His voice became a shriek, babbling strings of nonsense. Frantically, he staggered to his feet. Martin seized him, wrestled him back into bed and pinned him there. His skin was slick and soft beneath Martin’s hands, like fallen petals.
“… see them? see them?”
Martin reached with one hand for the night table, knocking aside water bottle and candlesticks. The penicillin went flying before his fingers closed about what he wanted: a Ziploc plastic bag filled with morphine syringes. Without looking, he tugged one free, turned, and plunged it against the boy’s neck. The boy continued to struggle as Martin pulled the needle loose and tossed it onto the floor.
“… where…”
Martin gazed in pity and revulsion at where the young man’s flesh bore fresh abrasions; at his maddened blue eyes and frantic hands. But after several minutes the boy was quieter. His eyes grew calm and his body grew still, no longer rigid with dread. He even smiled, the same soft silly smile Martin knew from tending dying friends. His gaze focused on the older man. The smile became a grin, grotesque in his beautifully ruinous face.
“Who are you?” he asked.
“I’m Martin Dionysos.” Martin leaned forward. “I found you on the beach. Yesterday. You were—I thought you were dead, at first. Do you remember what happened to you? Did your boat sink? Can you tell me your name?”
The boy shook his head. “I jumped. I was scared. The bay.” He looked down at his chest, plucked feebly at his breastbone. “I jumped.” His gaze moved distractedly across the room.
“Your name? I want to help you—”
That silly grin. “Don’t you know? I’m not changing it.”
With a sigh Martin turned away. Glancing back at the boy he saw that his eyes had closed. He looked peaceful; Martin knew he was only stoned. He was at the door when the voice came behind him.
“Trip.” The boy’s eyes remained closed. He raised a hand like a bruised iris. “My name is Trip Marlowe.” And slept.
Days passed. Then weeks. You wouldn’t know it from the sky or shrouded sun that skulked across it; but Martin could gauge a sort of summer blooming as the boy’s wounds healed. First his broken skin; then his broken wrist. What next? wondered Martin, who spent a lot of time staring at that gold ring on the third finger of the boy’s right hand. “The nameless finger,” his Swedish grandmother would have called it. To Martin it was infinitely something. He and John had been married by a Universalist minister, exchanging rings that they wore on their right hands. Martin still bore his. So did John, in a San Francisco cemetery two thousand miles away.
“Are you married, Trip? Do you have a girlfriend, or a boyfriend—I could try to contact them—”
Trip said nothing.
“The ring,” urged Martin softly. “Where did the ring come from?”

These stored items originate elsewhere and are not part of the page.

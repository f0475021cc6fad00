use axum::{
    extract::{Path, State},
    http::header,
    response::{IntoResponse, Response},
};
use reelhouse_core::AppError;
use std::sync::Arc;

use crate::error::HttpAppError;
use crate::handlers::parse_video_id;
use crate::state::AppState;

/// `GET /api/thumbnails/{video_id}`: serve a thumbnail held by the memory publisher.
pub async fn get_thumbnail(
    State(state): State<Arc<AppState>>,
    Path(video_id): Path<String>,
) -> Result<Response, HttpAppError> {
    let video_id = parse_video_id(&video_id)?;

    let asset = state
        .asset_cache
        .get(&video_id)
        .ok_or_else(|| AppError::NotFound("Thumbnail not found".to_string()))?;

    Ok((
        [
            (header::CONTENT_TYPE, asset.content_type),
            (header::CACHE_CONTROL, "no-cache".to_string()),
        ],
        asset.data,
    )
        .into_response())
}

Trip stared down at it with dull surprise, then shook his head. “I don’t know,” he murmured. “She had one, too…”
Okay, thought Martin, fighting an unreasonable disappointment. “Okay.”
There were no more tussles with morphine, but the sweet smile stayed. Martin wondered if he had suffered brain damage in the wake of his accident, or if he had been simpleminded to begin with. Mrs. Grose had been consulted, and the Graffams, about any foundering boats. And yes, a trawler had gone down in the storm, off the Libby Islands. There was a light there, but it had been unmanned for years; the Graffams knew only that pieces of the trawler had washed up at Bucks Head. No one knew who had died, or how many. The boat had shipped from Cutler, and that was very far away, now. In an old telephone book Martin found only two Marlowes, both in Liberty. He had no listings for anything farther down east than Bar Harbor, and there were no Marlowes there at all.
He was relieved.
Mornings he would prepare breakfast. Oatmeal and raw milk and maple syrup, dark as motor oil and with an ineffably sweet, scorched taste. Sometimes eggs from their neighbor Diana, their shells tea-colored, pale yellow, the soft blue-green of a vein too near the surface of the skin. Martin and Trip would sit at the kitchen table, Trip wearing a loose worn flannel shirt and pajama pants that had belonged to John. Too big by far for his slight frame, but Martin was fearful of fabric catching against the flesh not quite healed, and it was not warm enough to go shirtless. While Trip spooned oatmeal or liquescent yolk Martin would try to engage him in conversation. Where was he from? Where had he grown up?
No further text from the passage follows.